I used to own one vehicle from each of the four major manufacturers, (Chrysler, Ford, General Motors and Japan), so I expected to buy four different oil filters. I was not prepared for what I encountered. The auto parts store where I shop has a bazillion different oil filters. So many that they have a big book, hanging on a chain from a shelf, that you use to find the oil filter for your vehicle. You scan the charts to find the make and year of your vehicle, then narrow it down using other factors such as engine size, number of tires, and color of floor mats. Finally you write the number on your hand, and start searching the shelves. Here’s where I can save you some time. Go directly to the only empty space on the shelf, that’s where the one you need should have been.

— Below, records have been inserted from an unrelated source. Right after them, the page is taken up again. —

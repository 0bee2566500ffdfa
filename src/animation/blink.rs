//! Procedural eye blinking.
//!
//! Eyes stay open for a random idle period, then run one close/open cycle by
//! squashing the eye bones vertically. Cycles never overlap: the idle timer
//! only runs while no cycle is active.

use rand::rngs::StdRng;
use rand::{Rng, SeedableRng};

use crate::config::BlinkConfig;
use crate::skeleton::{Rig, Role, RoleAssignment};

/// Value `state` takes when a cycle starts.
const CYCLE_START: f32 = 0.1;

/// Triangular blink curve: 0 at the ends of the cycle, 1 at its middle.
pub fn progress(state: f32) -> f32 {
    let p = if state < 0.5 {
        state * 2.0
    } else {
        (1.0 - state) * 2.0
    };
    p.clamp(0.0, 1.0)
}

pub struct Blink {
    /// Seconds spent idle since the last cycle
    timer: f32,
    /// 0 when idle, otherwise progress through the current cycle
    state: f32,
    /// Idle time before the next cycle starts
    threshold: f32,
    config: BlinkConfig,
    rng: StdRng,
}

impl Blink {
    pub fn new(config: &BlinkConfig) -> Self {
        Self::with_rng(config, StdRng::from_entropy())
    }

    /// Create with an explicit random source (seeded in tests).
    pub fn with_rng(config: &BlinkConfig, rng: StdRng) -> Self {
        let mut blink = Self {
            timer: 0.0,
            state: 0.0,
            threshold: config.min_interval_secs,
            config: config.clone(),
            rng,
        };
        blink.threshold = blink.next_threshold();
        blink
    }

    pub fn state(&self) -> f32 {
        self.state
    }

    pub fn timer(&self) -> f32 {
        self.timer
    }

    pub fn threshold(&self) -> f32 {
        self.threshold
    }

    pub fn is_active(&self) -> bool {
        self.state > 0.0
    }

    /// Eye height multiplier for the current state (1.0 = fully open).
    pub fn eye_scale(&self) -> f32 {
        if self.is_active() {
            1.0 - progress(self.state) * self.config.close_amount
        } else {
            1.0
        }
    }

    fn next_threshold(&mut self) -> f32 {
        let (min, max) = (self.config.min_interval_secs, self.config.max_interval_secs);
        if min.is_finite() && max.is_finite() && max > min {
            self.rng.gen_range(min..max)
        } else {
            min
        }
    }

    /// Advance by `dt` seconds and write eye scales. Does nothing unless both
    /// eye roles are bound.
    pub fn update(&mut self, dt: f32, rig: &mut Rig, roles: &RoleAssignment) {
        let (Some(left), Some(right)) = (roles.binding(Role::LeftEye), roles.binding(Role::RightEye))
        else {
            return;
        };

        if !self.is_active() {
            self.timer += dt;
            if self.timer > self.threshold {
                self.state = CYCLE_START;
                self.timer = 0.0;
            }
        }

        if !self.is_active() {
            return;
        }

        self.state += dt * self.config.speed;

        if self.state > 1.0 {
            self.state = 0.0;
            self.threshold = self.next_threshold();
            rig.joint_mut(left.joint).set_scale_y(left.rest_scale_y);
            rig.joint_mut(right.joint).set_scale_y(right.rest_scale_y);
            return;
        }

        let scale = self.eye_scale();
        rig.joint_mut(left.joint).set_scale_y(scale * left.rest_scale_y);
        rig.joint_mut(right.joint).set_scale_y(scale * right.rest_scale_y);
    }
}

I realize that the idea of filtering oil is more complicated than straining the lumps out of gravy, but it’s not as complicated as the cleansing process in a human kidney either.

What is so unique about the filtering requirements of any particular engine that demands a filter a fraction of an inch bigger or smaller than another engine? However important it may be; it’s a five-dollar part, and does not justify a million-dollar research and development project.

Imagine how handy it would be if cars were like our bodies. As long as our blood types, tissues, and religions match, parts are pretty much interchangeable. Even between different makes and models, or compacts and semis. The year of manufacture is not a major factor, except in the case of rare antiques. (Like me!) Wouldn’t it be great if all cars that used the same weight oil had interchangeable parts? There may even be cases where parts could be used across different oil weights, like gas caps, gear shift knobs, or brake light bulbs.

It would be simple; if you need a new lung–what’s your blood type? A new carburetor–what weight oil? I know there must be a correlation here, because whenever I have work done on my car, it costs the same as major surgery.

The similarities don’t end with cost. Surgeons and mechanics both tell you what they plan to do, but how often do plans change?

Surgeon: “I would have asked, but you were asleep.”

Mechanic: “I would have asked, but I thought you were asleep. I didn’t know you were just watching soap operas.”

A mechanic friend of mine admits that if the auto industry ever got its act together, he would be out of business, but he’s also not worried because he knows it ain’t gonna happen.

We have a finite number of different blood types, and I know of no plans to design a new one, but engineers love to tinker. They will simply design a different type of oil whenever they want to make new parts. Therefore we must drive a stake in the ground and insist on no new oil types.

For the record, in case you want to donate parts, my blood type is 10W-30 and I use O-positive oil.